Posted without comment:

Found: $80 million in stolen Vicodin
By Denise Hollinshed
ST. LOUIS POST-DISPATCH
07/05/2007

A tip from an observant citizen paid off for the Drug Enforcement Administration Tuesday when they were directed to an abandoned gas station parking lot in Troy, Ill.

What they found was a stolen trailer filled with Vicodin tablets with a street value of about $80 million.

The tractor trailer was stolen on June 17th from the Pilot truck stop in Troy, according to Scott Collier, diversion program manager at the DEA. The narcotic pain killer was being hauled from the Watson Laboratories in Corona California when the driver stopped in Troy and went inside the truck stop. Two white males were seen getting into the rig with the 16.6 million tablets of the narcotic inside.

Before the heist, the load was headed to a Watson distributor in Gurnee, Ill.

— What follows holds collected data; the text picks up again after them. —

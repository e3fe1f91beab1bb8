// src/watch/mod.rs

//! Candidate discovery.
//!
//! This module is responsible for:
//! - Matching bare file names against the configured pattern.
//! - Turning directory changes into [`RuntimeEvent::CandidateSeen`], either
//!   through native notifications (`notify`) or by polling.
//! - Deciding when a candidate has finished being written.
//!
//! It does **not** read file content or move anything.

pub mod patterns;
pub mod poller;
pub mod stability;
pub mod watcher;

use std::sync::Arc;

use tokio::sync::mpsc;
use tokio::task::JoinHandle;

use crate::config::WatchRequest;
use crate::engine::RuntimeEvent;
use crate::errors::Result;
use crate::fs::FileSystem;
use crate::types::WatchStrategy;

pub use patterns::{direct_child_name, scan_dir, FileMatcher};
pub use poller::{poll_once, spawn_poller, Fingerprint};
pub use stability::{Stability, StabilityDetector};
pub use watcher::spawn_notify_source;

/// Handle for the running event source.
///
/// Dropping this handle stops watching.
#[derive(Debug)]
pub struct EventSourceHandle {
    task: JoinHandle<()>,
}

impl Drop for EventSourceHandle {
    fn drop(&mut self) {
        self.task.abort();
    }
}

/// Start the event source selected by `request.strategy`.
pub fn spawn_event_source(
    request: &WatchRequest,
    fs: Arc<dyn FileSystem>,
    runtime_tx: mpsc::Sender<RuntimeEvent>,
) -> Result<EventSourceHandle> {
    let dir = request.source_dir.clone();
    let matcher = request.matcher.clone();

    let task = match request.strategy {
        WatchStrategy::Notify => {
            spawn_notify_source(dir, matcher, request.poll_interval, fs, runtime_tx)?
        }
        WatchStrategy::Poll => spawn_poller(dir, matcher, request.poll_interval, fs, runtime_tx),
    };

    Ok(EventSourceHandle { task })
}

On the street, the tablets are valued at between $2 to $5 a pill, according to Collier, who said there was a huge market for abusing the drug. He said Vicodin is the number one most diverted drug from a legitimate market place to an illegitimate market.

"This sort of thing is not normal," Collier said of the drug theft. "The size is incredibly extraordinary."

The cab of the truck was found on June 20 in Hamel, Ill. by local authorities. The truck's trailer, with the Vicodin in it, was recovered Tuesday on a parking lot of an abandoned gas station on Interstate 70 and Route 4 in Troy -- not far from where it was stolen..

"We believe we have gotten the load," Collier said. "We haven't completed our inventory yet. We are still processing the truck."

Collier said the truck appeared to be fully loaded. He said it appeared that just one box had been opened and only a few bottles inside had been taken.

The case was handled by the DEA, FBI, Illinois State Police and Troy Police Department.